There seems to be very little overlap currently between the worlds of infosec and machine learning. If a data scientist attended Black Hat and a network security expert went to NIPS, they would be equally at a loss.
This is unfortunate because infosec can definitely benefit from a probabilistic approach but a significant amount of domain expertise is required in order to apply ML methods.
Machine learning practitioners face a few challenges for doing work in this domain including understanding the datasets, how to do feature engineering (in a generalizable way) and creation of labels.
A variety of datasets can be collected as a precursor to creating a training set for a machine learning model:
- Log files from systems, firewalls, proxies, routers, switches that capture in semi-structured formats network activity and user behavior
- Application level logging and diagnostics that record user/system access information and application usage
- Monitoring tools, IDS systems and SIEMs
- Network Packet Capture (PCAP) is a rather compute/storage intensive process of recording the raw ethernet frames
Some of these sources (like log formats) are readily available and fairly standardized while others will require extensive tooling and software modifications (e.g. application logging), and yet others will require a significant hardware footprint and a monitoring network that could rival the size of the real network.
Bearing in mind that the whole point of machine learning is generalization beyond the training set, thoughtful feature engineering is required to go from the identity information of IP addresses, hostnames and URLs to something that can turn into a useful representation within the machine learning model.
For example the following might be a useful feature space created from proxy logs (Franc)
lower case ratio
upper case ratio
vowel changes ratio
has repetition of '&' and '='
start with number
number of non-base64 characters
has a special character
max length of consonant stream
max length of vowel stream
max length of lower case stream
max length of upper case stream
max length of digit stream
ratio of a character with max occurrence
HTTP request status
is URL encrypted
is protocol HTTPS
number of bytes up
number of bytes down
is URL in ASCII
client port number
server port number
user agent length
number of '/' in path
number of '/' in query
number of '/' in referrer
is the second-level domain raw IP
Once the input feature space has been established, getting the label is the next challenge. For each observation of the training set, we need to determine if it is a malicious or a benign pattern.

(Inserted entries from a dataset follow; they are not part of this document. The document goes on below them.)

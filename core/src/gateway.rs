//! Contracts for the unreliable outside world.
//!
//! Gateways separate business outcomes from infrastructure failures: a
//! supplier declining a booking is an `Ok` outcome with FAILED status, while
//! a timeout or broken connection is an `Err(GatewayError)`. The circuit
//! breaker in `surebook-runtime` counts only the latter — a supplier that
//! answers quickly with rejections is available, not broken.
//!
//! Every call must be safe to repeat with the same `idem_key`; the engine
//! leans on that whenever a crash leaves an outcome unrecorded.

use async_trait::async_trait;
use serde::{Deserialize, Serialize};
use std::time::Duration;
use thiserror::Error;

use crate::reservation::{Money, ReservationCode};

/// Error types for gateway calls that never produced a usable response.
#[derive(Error, Debug)]
pub enum GatewayError {
    /// The call did not complete within its deadline.
    #[error("Gateway call timed out after {0:?}")]
    Timeout(Duration),

    /// Connection-level failure (DNS, TLS, reset, ...).
    #[error("Gateway transport error: {0}")]
    Transport(String),

    /// The webhook payload or signature did not verify.
    #[error("Invalid webhook: {0}")]
    InvalidWebhook(String),

    /// The gateway answered with something structurally unusable.
    #[error("Invalid gateway response: {0}")]
    InvalidResponse(String),
}

impl GatewayError {
    /// Whether an immediate in-window retry of the same call is reasonable.
    #[must_use]
    pub const fn is_transient(&self) -> bool {
        matches!(self, Self::Timeout(_) | Self::Transport(_))
    }
}

/// Business result of a supplier booking call.
#[derive(Clone, Copy, Debug, PartialEq, Eq, Serialize, Deserialize)]
#[serde(rename_all = "SCREAMING_SNAKE_CASE")]
pub enum BookingStatus {
    /// The supplier accepted the booking.
    Success,
    /// The supplier rejected it, or the response was not acceptable.
    Failed,
}

/// Everything a supplier booking call produced.
#[derive(Clone, Debug, PartialEq, Serialize, Deserialize)]
pub struct BookingOutcome {
    /// Accept/reject.
    pub status: BookingStatus,
    /// The supplier's confirmation code, on success.
    pub confirmation_code: Option<String>,
    /// Raw response body, kept for the audit trail.
    pub response_payload: Option<serde_json::Value>,
    /// Machine-readable failure code (e.g. `NON_2XX`, `MISSING_SNAPSHOT`).
    pub error_code: Option<String>,
    /// Human-readable failure message.
    pub error_message: Option<String>,
    /// HTTP status, if the call got that far.
    pub http_status: Option<u16>,
}

impl BookingOutcome {
    /// A successful booking.
    #[must_use]
    pub fn success(
        confirmation_code: impl Into<String>,
        response_payload: Option<serde_json::Value>,
        http_status: Option<u16>,
    ) -> Self {
        Self {
            status: BookingStatus::Success,
            confirmation_code: Some(confirmation_code.into()),
            response_payload,
            error_code: None,
            error_message: None,
            http_status,
        }
    }

    /// A rejected booking.
    #[must_use]
    pub fn failed(
        error_code: impl Into<String>,
        error_message: impl Into<String>,
        http_status: Option<u16>,
    ) -> Self {
        Self {
            status: BookingStatus::Failed,
            confirmation_code: None,
            response_payload: None,
            error_code: Some(error_code.into()),
            error_message: Some(error_message.into()),
            http_status,
        }
    }
}

/// One booking call against one external supplier system.
///
/// Implementations are thin protocol adapters (HTTP, SOAP, ...) selected at
/// runtime by the supplier registry. They must be safe to invoke repeatedly
/// with the same `idem_key`.
#[async_trait]
pub trait SupplierGateway: Send + Sync {
    /// Books the reservation with the supplier.
    ///
    /// `snapshot` is the full reservation snapshot, sent when a supplier
    /// reports earlier snapshot data missing; the first attempt usually
    /// passes `None`.
    ///
    /// # Errors
    ///
    /// Returns an error only for infrastructure failures (timeout,
    /// transport); supplier rejections are `Ok` outcomes with FAILED status.
    async fn book(
        &self,
        reservation_code: &ReservationCode,
        idem_key: &str,
        snapshot: Option<&serde_json::Value>,
    ) -> Result<BookingOutcome, GatewayError>;
}

/// Business result of a payment capture call.
#[derive(Clone, Copy, Debug, PartialEq, Eq, Serialize, Deserialize)]
#[serde(rename_all = "SCREAMING_SNAKE_CASE")]
pub enum CaptureStatus {
    /// Funds captured synchronously.
    Captured,
    /// The provider accepted the capture and will confirm by webhook.
    Pending,
    /// The provider declined.
    Failed,
}

/// Everything a capture call produced.
#[derive(Clone, Debug, PartialEq, Serialize, Deserialize)]
pub struct CaptureOutcome {
    /// Capture result.
    pub status: CaptureStatus,
    /// Provider transaction id, used to correlate webhooks.
    pub provider_transaction_id: Option<String>,
    /// Provider charge id, when already known.
    pub charge_id: Option<String>,
    /// Provider event id, when the provider reports one synchronously.
    pub event_id: Option<String>,
    /// Machine-readable decline code.
    pub error_code: Option<String>,
    /// Human-readable decline message.
    pub error_message: Option<String>,
}

impl CaptureOutcome {
    /// A synchronous capture.
    #[must_use]
    pub fn captured(provider_transaction_id: impl Into<String>, charge_id: Option<String>) -> Self {
        Self {
            status: CaptureStatus::Captured,
            provider_transaction_id: Some(provider_transaction_id.into()),
            charge_id,
            event_id: None,
            error_code: None,
            error_message: None,
        }
    }

    /// A capture the provider will confirm by webhook.
    #[must_use]
    pub fn pending(provider_transaction_id: impl Into<String>) -> Self {
        Self {
            status: CaptureStatus::Pending,
            provider_transaction_id: Some(provider_transaction_id.into()),
            charge_id: None,
            event_id: None,
            error_code: None,
            error_message: None,
        }
    }

    /// A declined capture.
    #[must_use]
    pub fn declined(error_code: impl Into<String>, error_message: impl Into<String>) -> Self {
        Self {
            status: CaptureStatus::Failed,
            provider_transaction_id: None,
            charge_id: None,
            event_id: None,
            error_code: Some(error_code.into()),
            error_message: Some(error_message.into()),
        }
    }
}

/// What kind of webhook the payment provider delivered.
#[derive(Clone, Debug, PartialEq, Eq, Serialize, Deserialize)]
pub enum WebhookKind {
    /// The capture succeeded.
    PaymentSucceeded,
    /// The capture failed.
    PaymentFailed,
    /// Anything else; rejected by the handler, never silently ignored.
    Other(String),
}

/// A verified, parsed provider webhook.
#[derive(Clone, Debug, PartialEq, Eq, Serialize, Deserialize)]
pub struct WebhookEvent {
    /// Provider-assigned event id — the webhook deduplication axis.
    pub event_id: String,
    /// Parsed event kind.
    pub kind: WebhookKind,
    /// The transaction the event is about.
    pub provider_transaction_id: String,
}

/// The payment provider.
#[async_trait]
pub trait PaymentGateway: Send + Sync {
    /// Provider name stored on payment rows ("stripe", "adyen", ...). Webhook
    /// and transaction lookups are scoped by it.
    fn provider(&self) -> &str;

    /// Captures payment for a reservation.
    ///
    /// # Errors
    ///
    /// Returns an error only for infrastructure failures; declines are `Ok`
    /// outcomes with FAILED status.
    async fn confirm_payment(
        &self,
        amount: Money,
        currency: &str,
        payment_method: &str,
        idem_key: &str,
    ) -> Result<CaptureOutcome, GatewayError>;

    /// Verifies a webhook signature and parses the event.
    ///
    /// # Errors
    ///
    /// Returns [`GatewayError::InvalidWebhook`] for a bad signature or a
    /// structurally malformed payload.
    fn parse_webhook(&self, payload: &[u8], signature: &str)
    -> Result<WebhookEvent, GatewayError>;
}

Having a network security expert create labels (on potentially millions of observations) will be expensive and time consuming. Instead we might rely on a semi-supervised approach by leveraging publicly available threat intelligence feeds. MLSec provides a set of tools and resources for gathering and processing various threat intelligence feeds.*
Thus labels are created by doing a join between public blacklists and the collected dataset. Matching can be done on fields like IP addresses, domains, agents, etc. Keep in mind that these identity elements are only used to produce the label and will not be part of the model input (Franc).

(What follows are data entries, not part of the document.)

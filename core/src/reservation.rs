//! The reservation aggregate and its state machines.
//!
//! A reservation is created once (PENDING / UNPAID) and then advanced by
//! payment capture and supplier confirmation. It is never deleted. Every
//! mutation goes through a version-checked conditional update: callers supply
//! the version they last observed, the store increments it by exactly one, and
//! a zero-row update means the caller lost a race and must reload.

use chrono::{DateTime, Utc};
use serde::{Deserialize, Serialize};
use std::fmt;

use crate::store::StorageError;

/// Externally visible reservation identifier.
///
/// Short, human-quotable, and unique; generated once at creation and used as
/// the aggregate key everywhere (storage, outbox, supplier calls, logs).
#[derive(Clone, Debug, PartialEq, Eq, Hash, PartialOrd, Ord, Serialize, Deserialize)]
#[serde(transparent)]
pub struct ReservationCode(String);

/// Unambiguous alphabet for generated codes (no 0/O, 1/I).
const CODE_ALPHABET: &[u8] = b"ABCDEFGHJKLMNPQRSTUVWXYZ23456789";
const CODE_LEN: usize = 8;

impl ReservationCode {
    /// Wraps an existing code (e.g. read back from storage).
    pub fn new(code: impl Into<String>) -> Self {
        Self(code.into())
    }

    /// Generates a fresh random code, `R` followed by eight characters from
    /// an unambiguous alphabet.
    #[must_use]
    pub fn generate() -> Self {
        use rand::Rng;
        let mut rng = rand::thread_rng();
        let mut code = String::with_capacity(CODE_LEN + 1);
        code.push('R');
        for _ in 0..CODE_LEN {
            let idx = rng.gen_range(0..CODE_ALPHABET.len());
            code.push(CODE_ALPHABET[idx] as char);
        }
        Self(code)
    }

    /// The code as a string slice.
    #[must_use]
    pub fn as_str(&self) -> &str {
        &self.0
    }
}

impl fmt::Display for ReservationCode {
    fn fmt(&self, f: &mut fmt::Formatter<'_>) -> fmt::Result {
        write!(f, "{}", self.0)
    }
}

/// Lifecycle status of a reservation.
#[derive(Clone, Copy, Debug, PartialEq, Eq, Serialize, Deserialize)]
#[serde(rename_all = "SCREAMING_SNAKE_CASE")]
pub enum ReservationStatus {
    /// Created, awaiting payment.
    Pending,
    /// Paid; supplier booking scheduled or in flight.
    OnRequest,
    /// Supplier confirmed the booking.
    Confirmed,
    /// Cancelled without refund.
    Cancelled,
    /// Cancelled with refund issued.
    CancelledRefund,
}

impl ReservationStatus {
    /// Storage string representation.
    #[must_use]
    pub const fn as_str(&self) -> &'static str {
        match self {
            Self::Pending => "PENDING",
            Self::OnRequest => "ON_REQUEST",
            Self::Confirmed => "CONFIRMED",
            Self::Cancelled => "CANCELLED",
            Self::CancelledRefund => "CANCELLED_REFUND",
        }
    }

    /// Parse from the storage string representation.
    ///
    /// # Errors
    ///
    /// Returns an error if the string doesn't match a known status.
    pub fn parse(s: &str) -> Result<Self, StorageError> {
        match s {
            "PENDING" => Ok(Self::Pending),
            "ON_REQUEST" => Ok(Self::OnRequest),
            "CONFIRMED" => Ok(Self::Confirmed),
            "CANCELLED" => Ok(Self::Cancelled),
            "CANCELLED_REFUND" => Ok(Self::CancelledRefund),
            _ => Err(StorageError::Database(format!(
                "Invalid reservation status: {s}"
            ))),
        }
    }
}

impl fmt::Display for ReservationStatus {
    fn fmt(&self, f: &mut fmt::Formatter<'_>) -> fmt::Result {
        f.write_str(self.as_str())
    }
}

/// Payment progress of a reservation, tracked separately from the lifecycle
/// status because a paid reservation can still be awaiting its supplier.
#[derive(Clone, Copy, Debug, PartialEq, Eq, Serialize, Deserialize)]
#[serde(rename_all = "SCREAMING_SNAKE_CASE")]
pub enum PaymentState {
    /// No capture attempted yet.
    Unpaid,
    /// Capture initiated; awaiting the provider's asynchronous confirmation.
    Pending,
    /// Capture confirmed.
    Paid,
    /// Capture failed.
    Failed,
    /// Captured amount was refunded.
    Refunded,
}

impl PaymentState {
    /// Storage string representation.
    #[must_use]
    pub const fn as_str(&self) -> &'static str {
        match self {
            Self::Unpaid => "UNPAID",
            Self::Pending => "PENDING",
            Self::Paid => "PAID",
            Self::Failed => "FAILED",
            Self::Refunded => "REFUNDED",
        }
    }

    /// Parse from the storage string representation.
    ///
    /// # Errors
    ///
    /// Returns an error if the string doesn't match a known state.
    pub fn parse(s: &str) -> Result<Self, StorageError> {
        match s {
            "UNPAID" => Ok(Self::Unpaid),
            "PENDING" => Ok(Self::Pending),
            "PAID" => Ok(Self::Paid),
            "FAILED" => Ok(Self::Failed),
            "REFUNDED" => Ok(Self::Refunded),
            _ => Err(StorageError::Database(format!(
                "Invalid payment state: {s}"
            ))),
        }
    }
}

impl fmt::Display for PaymentState {
    fn fmt(&self, f: &mut fmt::Formatter<'_>) -> fmt::Result {
        f.write_str(self.as_str())
    }
}

/// Monetary amount in minor units (cents), to avoid floating point errors.
/// The currency rides alongside on the owning record.
#[derive(Clone, Copy, Debug, PartialEq, Eq, PartialOrd, Ord, Serialize, Deserialize)]
pub struct Money(u64);

impl Money {
    /// Creates a `Money` value from minor units.
    #[must_use]
    pub const fn from_cents(cents: u64) -> Self {
        Self(cents)
    }

    /// Returns the amount in minor units.
    #[must_use]
    pub const fn cents(&self) -> u64 {
        self.0
    }

    /// Whether the amount is zero.
    #[must_use]
    pub const fn is_zero(&self) -> bool {
        self.0 == 0
    }
}

impl fmt::Display for Money {
    fn fmt(&self, f: &mut fmt::Formatter<'_>) -> fmt::Result {
        write!(f, "{}.{:02}", self.0 / 100, self.0 % 100)
    }
}

/// Contact details attached to a reservation. Starts empty at creation.
#[derive(Clone, Debug, Default, PartialEq, Eq, Serialize, Deserialize)]
pub struct ContactDetails {
    /// Contact email address.
    pub email: Option<String>,
    /// Contact phone number.
    pub phone: Option<String>,
}

/// One driver attached to a reservation.
#[derive(Clone, Debug, PartialEq, Eq, Serialize, Deserialize)]
pub struct DriverDetails {
    /// Driver full name.
    pub full_name: String,
    /// Driver age, if collected.
    pub age: Option<u8>,
}

/// The reservation aggregate root.
///
/// `version` is the optimistic-concurrency counter: it starts at 0 and every
/// accepted mutation increments it by exactly one. Conditional store methods
/// take the expected version and return the new one, so handlers thread
/// versions explicitly rather than inferring them from call order.
#[derive(Clone, Debug, PartialEq, Serialize, Deserialize)]
pub struct Reservation {
    /// Externally visible unique code.
    pub code: ReservationCode,
    /// Lifecycle status.
    pub status: ReservationStatus,
    /// Payment progress.
    pub payment_status: PaymentState,
    /// Which external booking system fulfils this reservation.
    pub supplier_id: String,
    /// Pickup country, ISO 3166-1 alpha-2 upper case.
    pub country_code: String,
    /// Confirmation code assigned by the supplier, once confirmed.
    pub supplier_confirmation_code: Option<String>,
    /// When the supplier confirmed.
    pub supplier_confirmed_at: Option<DateTime<Utc>>,
    /// Total price in minor units.
    pub total: Money,
    /// ISO 4217 currency code for `total`.
    pub currency: String,
    /// Contact details; empty until provided.
    pub contact: ContactDetails,
    /// Drivers; empty until provided.
    pub drivers: Vec<DriverDetails>,
    /// Creation timestamp.
    pub created_at: DateTime<Utc>,
    /// Optimistic concurrency counter.
    pub version: i32,
}

impl Reservation {
    /// Constructs a brand-new reservation in PENDING / UNPAID at version 0.
    #[must_use]
    pub fn new(
        code: ReservationCode,
        supplier_id: impl Into<String>,
        country_code: impl Into<String>,
        total: Money,
        currency: impl Into<String>,
        now: DateTime<Utc>,
    ) -> Self {
        Self {
            code,
            status: ReservationStatus::Pending,
            payment_status: PaymentState::Unpaid,
            supplier_id: supplier_id.into(),
            country_code: country_code.into().to_uppercase(),
            supplier_confirmation_code: None,
            supplier_confirmed_at: None,
            total,
            currency: currency.into(),
            contact: ContactDetails::default(),
            drivers: Vec::new(),
            created_at: now,
            version: 0,
        }
    }

    /// Whether payment has been captured.
    #[must_use]
    pub fn is_paid(&self) -> bool {
        self.payment_status == PaymentState::Paid
    }

    /// Whether the supplier has confirmed the booking.
    #[must_use]
    pub fn is_confirmed(&self) -> bool {
        self.status == ReservationStatus::Confirmed
    }

    /// Snapshot of the data a supplier needs to book this reservation.
    ///
    /// Sent on the booking call (and re-sent in full when a supplier reports
    /// it is missing snapshot data from an earlier attempt).
    #[must_use]
    pub fn booking_snapshot(&self) -> serde_json::Value {
        serde_json::json!({
            "reservation_code": self.code.as_str(),
            "supplier_id": self.supplier_id,
            "country_code": self.country_code,
            "total_cents": self.total.cents(),
            "currency": self.currency,
            "created_at": self.created_at.to_rfc3339(),
        })
    }
}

Finally once we have the input feature space and the labels, we are ready to train a model. We can anticipate certain characteristics of input space such as class imbalance, non-linearity and noisiness. A modern ensemble method like random forest or gradient boosted trees should overcome these issues with proper parameter tuning (Seni).
Bigger issue is that this is an adversarial use case and model decay will be a significant factor. Since there is an active adversary trying to avoid detection, attack patterns will constantly evolve which will cause data drift for the model.

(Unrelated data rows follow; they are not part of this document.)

//! Command handlers: the state-machine glue of the booking engine.
//!
//! Each handler runs one externally triggered command (create, pay, provider
//! webhook, outbox delivery) as one or more short storage transactions with
//! every external call kept outside them. They share an error taxonomy and
//! the [`Reply`] shape the boundary layer serializes and replays.

pub mod book_supplier;
pub mod create;
pub mod pay;
pub mod webhook;

pub use book_supplier::{ProcessOutboxBookSupplier, ProcessOutcome};
pub use create::{CreateReservation, CreateReservationRequest};
pub use pay::{PayReservation, PayReservationRequest};
pub use webhook::{HandleProviderWebhook, WebhookOutcome};

use serde::{Deserialize, Serialize};
use serde_json::Value;
use surebook_core::{
    DateTime, IdempotencyRecord, IdempotencyStore, ReservationCode, StorageError, StorageTx, Utc,
};
use thiserror::Error;

/// Errors surfaced by command handlers.
///
/// The boundary layer maps these onto transport responses; nothing here is a
/// panic or an exception. Only [`HandlerError::Storage`] with a contention
/// cause is worth re-running the whole unit of work for.
#[derive(Error, Debug)]
pub enum HandlerError {
    /// Malformed or missing input; rejected before any state change.
    #[error("Validation failed: {0}")]
    Validation(String),

    /// The idempotency key was already used with a different request.
    #[error("Idempotency key {client_key} already used with a different request in scope {scope}")]
    IdempotencyConflict {
        /// Command scope the key was used in.
        scope: String,
        /// The reused client key.
        client_key: String,
    },

    /// A referenced entity does not exist.
    #[error("{what} not found: {key}")]
    NotFound {
        /// What kind of entity was looked up.
        what: &'static str,
        /// The key that found nothing.
        key: String,
    },

    /// A capture for this reservation is awaiting provider settlement.
    #[error("A payment capture is already in progress for reservation {code}")]
    CaptureInProgress {
        /// The reservation being paid.
        code: ReservationCode,
    },

    /// The provider declined the capture.
    #[error("Payment declined for reservation {code}: {reason}")]
    PaymentDeclined {
        /// The reservation being paid.
        code: ReservationCode,
        /// Provider-reported reason.
        reason: String,
    },

    /// The provider could not be reached (timeout, transport, open breaker).
    /// The caller may retry with the same idempotency key.
    #[error("Payment provider unavailable for reservation {code}: {reason}")]
    PaymentUnavailable {
        /// The reservation being paid.
        code: ReservationCode,
        /// What went wrong.
        reason: String,
    },

    /// No outbox event was claimable for the aggregate.
    #[error("No claimable outbox event for reservation {code}")]
    NoEventReady {
        /// The aggregate whose outbox was polled.
        code: ReservationCode,
    },

    /// Storage failure.
    #[error(transparent)]
    Storage(#[from] StorageError),
}

impl HandlerError {
    /// Whether re-running the whole unit of work may succeed.
    #[must_use]
    pub const fn is_retryable(&self) -> bool {
        matches!(self, Self::Storage(e) if e.is_contention())
    }
}

/// A command response ready for the boundary layer: an opaque status numeral
/// plus the body to serialize. Cached replies replay both byte-for-byte.
#[derive(Clone, Debug, PartialEq, Serialize, Deserialize)]
pub struct Reply {
    /// HTTP status numeral, opaque to the engine.
    pub status: u16,
    /// Response body.
    pub body: Value,
}

impl Reply {
    /// A reply with the given status numeral and body.
    #[must_use]
    pub const fn new(status: u16, body: Value) -> Self {
        Self { status, body }
    }
}

/// Consult the idempotency cache for (scope, `client_key`) inside an open
/// transaction.
///
/// Returns the cached reply to replay, `Ok(None)` for a fresh key, or an
/// [`HandlerError::IdempotencyConflict`] when the key was already used with a
/// different fingerprint.
pub(crate) async fn idempotency_gate(
    tx: &mut dyn StorageTx,
    scope: &str,
    client_key: &str,
    fingerprint: &str,
) -> Result<Option<Reply>, HandlerError> {
    match tx.get(scope, client_key).await? {
        None => Ok(None),
        Some(record) if record.matches_fingerprint(fingerprint) => {
            metrics::counter!("surebook_idempotency_replays_total").increment(1);
            tracing::info!(scope, client_key, "Replaying cached command response");
            Ok(Some(Reply::new(record.cached_status, record.cached_response)))
        }
        Some(_) => {
            metrics::counter!("surebook_idempotency_conflicts_total").increment(1);
            tracing::warn!(scope, client_key, "Idempotency key reused with different payload");
            Err(HandlerError::IdempotencyConflict {
                scope: scope.to_owned(),
                client_key: client_key.to_owned(),
            })
        }
    }
}

/// Build the record that caches a freshly executed command's reply.
pub(crate) fn cache_record(
    scope: &str,
    client_key: &str,
    fingerprint: String,
    reply: &Reply,
    reference_id: Option<ReservationCode>,
    now: DateTime<Utc>,
) -> IdempotencyRecord {
    IdempotencyRecord::new(
        scope,
        client_key,
        fingerprint,
        reply.body.clone(),
        reply.status,
        reference_id,
        now,
    )
}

Some possible solutions to the adversarial issue could be the use of a nonparametric method, using online/active learning (i.e. letting the model evolve on every new observation) or having rigorous tests to determine when the model should be retrained.
To address some of the issues unique to adversarial machine learning, Startup.ML is organizing a one-day special conference on September 10th in San Francisco. Leading practitioners from Google, Coinbase, Ripple, Stripe, Square, etc. will cover their approaches to solving these problems in hands-on workshops and talks.
Franc, Vojtech, Michal Sofka, and Karel Bartos. "Learning detector of malicious network traffic from weak labels." Joint European Conference on Machine Learning and Knowledge Discovery in Databases. Springer International Publishing, 2015.
Seni, Giovanni, and John F. Elder. "Ensemble methods in data mining: improving accuracy through combining predictions." Synthesis Lectures on Data Mining and Knowledge Discovery 2.1 (2010): 1-126.
* This approach is limited to global IP addresses and domains and cannot be used for internal threats.